Le gouvernement ne s’arrête en revanche pas là. Le « capitalisme de plateforme » a, pour les autorités, vocation à être assujetti à l’impôt, au même titre que les entreprises classiques. Et pour cause : le secteur, qui génère 13 000 salariés directs, est estimé à plus de 3 milliards d’euros.

Ainsi, le Premier ministre Manuel Valls a missionné Pascal Terrasse, député PS de l’Ardèche, afin de faire la lumière sur l’économie collaborative. Dans le préambule de son rapport, le député explique que « l'économie collaborative, ce n'est pas l’ubérisation ». Il décrit l’économie collaborative comme une alternative crédible à un modèle de consommation qui s’essouffle mais exige que ses acteurs prennent leur responsabilité.
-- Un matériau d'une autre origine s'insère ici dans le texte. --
//! String- and comment-aware lexing of PHP source text.
//!
//! The lexer is an explicit finite-state machine over bytes. It does not
//! produce tokens; it produces two *views* of the text with the same byte
//! length as the input text, so offsets and line numbers are shared:
//!
//! - `code`: comments, string bodies and inline HTML replaced by spaces.
//!   Brace matching, keyword counting and call detection run here.
//! - `stripped`: only comments replaced. Rules that need string contents
//!   (array keys, SQL literals, include targets) run here.
//!
//! Newlines are never masked. Every delimiter is ASCII, so masking a region
//! byte-by-byte keeps both views valid UTF-8.

use std::ops::Range;

#[derive(Clone, Copy, Debug, PartialEq, Eq, Hash)]
pub enum QuoteStyle {
    Single,
    Double,
    Backtick,
    Heredoc,
    Nowdoc,
}

impl QuoteStyle {
    /// Whether `$var` inside the literal is interpolated at runtime.
    pub fn interpolates(self) -> bool {
        matches!(
            self,
            QuoteStyle::Double | QuoteStyle::Backtick | QuoteStyle::Heredoc
        )
    }
}

#[derive(Clone, Debug, PartialEq, Eq)]
pub struct StringLiteral {
    /// Raw content between the delimiters, escapes left as written.
    pub value: String,
    /// Offset of the opening delimiter.
    pub start: usize,
    /// Offset just past the closing delimiter.
    pub end: usize,
    pub line: usize,
    pub style: QuoteStyle,
}

#[derive(Clone, Copy, Debug, PartialEq, Eq)]
enum LexState {
    InlineHtml,
    Code,
    SingleQuoted,
    DoubleQuoted,
    Backtick,
    Heredoc,
    LineComment,
    BlockComment,
}

/// A string or comment still open at end of input.
#[derive(Clone, Debug, PartialEq, Eq)]
pub struct Unterminated {
    pub construct: &'static str,
    pub line: usize,
}

#[derive(Debug)]
pub struct LexedSource<'a> {
    text: &'a str,
    code: String,
    stripped: String,
    strings: Vec<StringLiteral>,
    line_starts: Vec<usize>,
    php_lines: usize,
    html_lines: usize,
    unterminated: Option<Unterminated>,
}

impl<'a> LexedSource<'a> {
    pub fn text(&self) -> &'a str {
        self.text
    }

    pub fn code(&self) -> &str {
        &self.code
    }

    pub fn stripped(&self) -> &str {
        &self.stripped
    }

    /// String literals in source order.
    pub fn strings(&self) -> &[StringLiteral] {
        &self.strings
    }

    /// String literals whose opening delimiter lies inside `range`.
    pub fn strings_in(&self, range: Range<usize>) -> &[StringLiteral] {
        let from = self.strings.partition_point(|s| s.start < range.start);
        let to = self.strings.partition_point(|s| s.start < range.end);
        &self.strings[from..to.max(from)]
    }

    /// 1-indexed line of a byte offset.
    pub fn line_of(&self, offset: usize) -> usize {
        self.line_starts.partition_point(|&start| start <= offset).max(1)
    }

    pub fn line_count(&self) -> usize {
        crate::core::count_lines(self.text)
    }

    /// Byte range of a 1-indexed line, without its newline.
    pub fn line_range(&self, line: usize) -> Range<usize> {
        let idx = line.saturating_sub(1).min(self.line_starts.len() - 1);
        let start = self.line_starts[idx];
        let end = self
            .line_starts
            .get(idx + 1)
            .map(|next| next - 1)
            .unwrap_or(self.text.len());
        start..end.max(start)
    }

    pub fn php_lines(&self) -> usize {
        self.php_lines
    }

    pub fn html_lines(&self) -> usize {
        self.html_lines
    }

    pub fn unterminated(&self) -> Option<&Unterminated> {
        self.unterminated.as_ref()
    }
}

/// Lex `text`. Files without any `<?` opener are treated as pure code.
pub fn lex(text: &str) -> LexedSource<'_> {
    let initial = if text.contains("<?") {
        LexState::InlineHtml
    } else {
        LexState::Code
    };
    Lexer::new(text, initial).run()
}

/// Lex a fragment that is known to be code (no inline HTML).
pub fn lex_code(text: &str) -> LexedSource<'_> {
    Lexer::new(text, LexState::Code).run()
}

struct Lexer<'a> {
    text: &'a str,
    bytes: &'a [u8],
    code: Vec<u8>,
    stripped: Vec<u8>,
    strings: Vec<StringLiteral>,
    line_starts: Vec<usize>,
    php_line: Vec<bool>,
    html_line: Vec<bool>,
    state: LexState,
    open_start: usize,
    open_content: usize,
    heredoc_label: String,
    heredoc_nowdoc: bool,
    line: usize,
}

impl<'a> Lexer<'a> {
    fn new(text: &'a str, state: LexState) -> Self {
        let bytes = text.as_bytes();
        let line_starts: Vec<usize> = std::iter::once(0)
            .chain(
                bytes
                    .iter()
                    .enumerate()
                    .filter(|(_, &b)| b == b'\n')
                    .map(|(i, _)| i + 1),
            )
            .collect();
        let lines = line_starts.len();
        Self {
            text,
            bytes,
            code: bytes.to_vec(),
            stripped: bytes.to_vec(),
            strings: Vec::new(),
            line_starts,
            php_line: vec![false; lines],
            html_line: vec![false; lines],
            state,
            open_start: 0,
            open_content: 0,
            heredoc_label: String::new(),
            heredoc_nowdoc: false,
            line: 0,
        }
    }

    fn run(mut self) -> LexedSource<'a> {
        let mut i = 0;
        while i < self.bytes.len() {
            i = self.step(i);
        }

        let unterminated = self.unterminated_construct().map(|construct| Unterminated {
            construct,
            line: line_index(&self.line_starts, self.open_start) + 1,
        });

        let php_lines = self.php_line.iter().filter(|&&b| b).count();
        let html_lines = self.html_line.iter().filter(|&&b| b).count();

        LexedSource {
            text: self.text,
            code: into_string(self.code),
            stripped: into_string(self.stripped),
            strings: self.strings,
            line_starts: self.line_starts,
            php_lines,
            html_lines,
            unterminated,
        }
    }

    fn unterminated_construct(&self) -> Option<&'static str> {
        match self.state {
            LexState::SingleQuoted | LexState::DoubleQuoted | LexState::Backtick => {
                Some("string literal")
            }
            LexState::Heredoc => Some("heredoc"),
            LexState::BlockComment => Some("block comment"),
            LexState::InlineHtml | LexState::Code | LexState::LineComment => None,
        }
    }

    /// Advance from `i`, returning the next offset to process.
    fn step(&mut self, i: usize) -> usize {
        let c = self.bytes[i];
        if c == b'\n' {
            self.line += 1;
        } else if !c.is_ascii_whitespace() {
            match self.state {
                LexState::InlineHtml => self.html_line[self.line] = true,
                _ => self.php_line[self.line] = true,
            }
        }

        match self.state {
            LexState::InlineHtml => self.step_html(i),
            LexState::Code => self.step_code(i),
            LexState::SingleQuoted => self.step_quoted(i, b'\''),
            LexState::DoubleQuoted => self.step_quoted(i, b'"'),
            LexState::Backtick => self.step_quoted(i, b'`'),
            LexState::Heredoc => self.step_heredoc(i),
            LexState::LineComment => self.step_line_comment(i),
            LexState::BlockComment => self.step_block_comment(i),
        }
    }

    fn step_html(&mut self, i: usize) -> usize {
        if self.starts_with(i, b"<?") {
            let len = if self.starts_with_ignore_case(i, b"<?php") {
                5
            } else if self.starts_with(i, b"<?=") {
                3
            } else {
                2
            };
            self.html_line[self.line] = false;
            self.php_line[self.line] = true;
            self.state = LexState::Code;
            return i + len;
        }
        mask(&mut self.code, i);
        i + 1
    }

    fn step_code(&mut self, i: usize) -> usize {
        let next = self.bytes.get(i + 1).copied();
        match self.bytes[i] {
            b'\'' => self.open(i, LexState::SingleQuoted),
            b'"' => self.open(i, LexState::DoubleQuoted),
            b'`' => self.open(i, LexState::Backtick),
            // `#[` is an attribute, not a comment
            b'#' if next != Some(b'[') => {
                self.mask_both(i);
                self.state = LexState::LineComment;
                i + 1
            }
            b'/' if next == Some(b'/') => {
                self.mask_both(i);
                self.mask_both(i + 1);
                self.state = LexState::LineComment;
                i + 2
            }
            b'/' if next == Some(b'*') => {
                self.open_start = i;
                self.mask_both(i);
                self.mask_both(i + 1);
                self.state = LexState::BlockComment;
                i + 2
            }
            b'<' if self.starts_with(i, b"<<<") => match self.heredoc_opener(i) {
                Some((label, nowdoc, content_start)) => {
                    self.heredoc_label = label;
                    self.heredoc_nowdoc = nowdoc;
                    self.open_start = i;
                    self.open_content = content_start;
                    self.state = LexState::Heredoc;
                    // the opener's newline is consumed by the heredoc state
                    content_start - 1
                }
                None => i + 1,
            },
            b'?' if next == Some(b'>') => {
                self.state = LexState::InlineHtml;
                i + 2
            }
            _ => i + 1,
        }
    }

    fn open(&mut self, i: usize, state: LexState) -> usize {
        self.open_start = i;
        self.open_content = i + 1;
        self.state = state;
        i + 1
    }

    fn step_quoted(&mut self, i: usize, delimiter: u8) -> usize {
        let c = self.bytes[i];
        if c == b'\\' {
            mask(&mut self.code, i);
            if i + 1 < self.bytes.len() {
                if self.bytes[i + 1] == b'\n' {
                    self.line += 1;
                }
                mask(&mut self.code, i + 1);
            }
            return i + 2;
        }
        if c == delimiter {
            let style = match delimiter {
                b'\'' => QuoteStyle::Single,
                b'"' => QuoteStyle::Double,
                _ => QuoteStyle::Backtick,
            };
            self.close_literal(self.open_content, i, i + 1, style);
            self.state = LexState::Code;
            return i + 1;
        }
        mask(&mut self.code, i);
        i + 1
    }

    fn step_heredoc(&mut self, i: usize) -> usize {
        // Positioned on the newline ending the opener or the previous line.
        if self.bytes[i] != b'\n' {
            mask(&mut self.code, i);
            return i + 1;
        }
        let line_start = i + 1;
        let mut k = line_start;
        while k < self.bytes.len() && matches!(self.bytes[k], b' ' | b'\t') {
            k += 1;
        }
        let label_len = self.heredoc_label.len();
        let closes = self.starts_with(k, self.heredoc_label.as_bytes())
            && self
                .bytes
                .get(k + label_len)
                .is_none_or(|&b| !is_ident_byte(b));
        if closes {
            let style = if self.heredoc_nowdoc {
                QuoteStyle::Nowdoc
            } else {
                QuoteStyle::Heredoc
            };
            let content_end = i.max(self.open_content);
            self.close_literal(self.open_content, content_end, k + label_len, style);
            self.state = LexState::Code;
            return k + label_len;
        }
        i + 1
    }

    fn step_line_comment(&mut self, i: usize) -> usize {
        if self.bytes[i] == b'\n' {
            self.state = LexState::Code;
            return i + 1;
        }
        if self.starts_with(i, b"?>") {
            self.state = LexState::InlineHtml;
            return i + 2;
        }
        self.mask_both(i);
        i + 1
    }

    fn step_block_comment(&mut self, i: usize) -> usize {
        if self.starts_with(i, b"*/") {
            self.mask_both(i);
            self.mask_both(i + 1);
            self.state = LexState::Code;
            return i + 2;
        }
        self.mask_both(i);
        i + 1
    }

    fn close_literal(&mut self, content_start: usize, content_end: usize, end: usize, style: QuoteStyle) {
        let value = self
            .text
            .get(content_start..content_end)
            .unwrap_or_default()
            .to_string();
        self.strings.push(StringLiteral {
            value,
            start: self.open_start,
            end,
            line: line_index(&self.line_starts, self.open_start) + 1,
            style,
        });
    }

    /// Parse `<<<LABEL`, `<<<"LABEL"` or `<<<'LABEL'` followed by a newline.
    fn heredoc_opener(&self, i: usize) -> Option<(String, bool, usize)> {
        let mut j = i + 3;
        while j < self.bytes.len() && matches!(self.bytes[j], b' ' | b'\t') {
            j += 1;
        }
        let quote = match self.bytes.get(j) {
            Some(&q @ (b'\'' | b'"')) => {
                j += 1;
                Some(q)
            }
            _ => None,
        };
        let label_start = j;
        while j < self.bytes.len() && is_ident_byte(self.bytes[j]) {
            j += 1;
        }
        if j == label_start || self.bytes[label_start].is_ascii_digit() {
            return None;
        }
        let label = self.text.get(label_start..j)?.to_string();
        if let Some(q) = quote {
            if self.bytes.get(j) != Some(&q) {
                return None;
            }
            j += 1;
        }
        if self.bytes.get(j) == Some(&b'\r') {
            j += 1;
        }
        if self.bytes.get(j) != Some(&b'\n') {
            return None;
        }
        Some((label, quote == Some(b'\''), j + 1))
    }

    fn mask_both(&mut self, i: usize) {
        mask(&mut self.code, i);
        mask(&mut self.stripped, i);
    }

    fn starts_with(&self, i: usize, needle: &[u8]) -> bool {
        self.bytes.get(i..i + needle.len()) == Some(needle)
    }

    fn starts_with_ignore_case(&self, i: usize, needle: &[u8]) -> bool {
        self.bytes
            .get(i..i + needle.len())
            .is_some_and(|s| s.eq_ignore_ascii_case(needle))
    }
}

fn mask(buf: &mut [u8], i: usize) {
    if let Some(b) = buf.get_mut(i) {
        if *b != b'\n' {
            *b = b' ';
        }
    }
}

fn line_index(line_starts: &[usize], offset: usize) -> usize {
    line_starts
        .partition_point(|&start| start <= offset)
        .saturating_sub(1)
}

pub(crate) fn is_ident_byte(b: u8) -> bool {
    b.is_ascii_alphanumeric() || b == b'_' || b >= 0x80
}

fn into_string(bytes: Vec<u8>) -> String {
    match String::from_utf8(bytes) {
        Ok(s) => s,
        Err(err) => String::from_utf8_lossy(err.as_bytes()).into_owned(),
    }
}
Parmi les 19 propositions qu’il a préparées, le député estime que l’information de revenus à l’administration fiscale devrait empêcher cet argent d’échapper à la fiscalité. Lui non plus ne préconise pas la taxation des services qui n'engendrent pas d’argent. Se pose alors la question du seuil au-delà duquel une activité devient imposable. Pascal Terrasse n’explicite pas ce point, qui sera déterminé par l’administration fiscale. Cette mesure proposée par le député devait être intégrée à la loi Macron 2. Le projet ayant avorté, elle a été intégrée à la non moins controversé loi de travail, dont la majorité du texte a été validé par le Conseil Constitutionnel jeudi 4 août.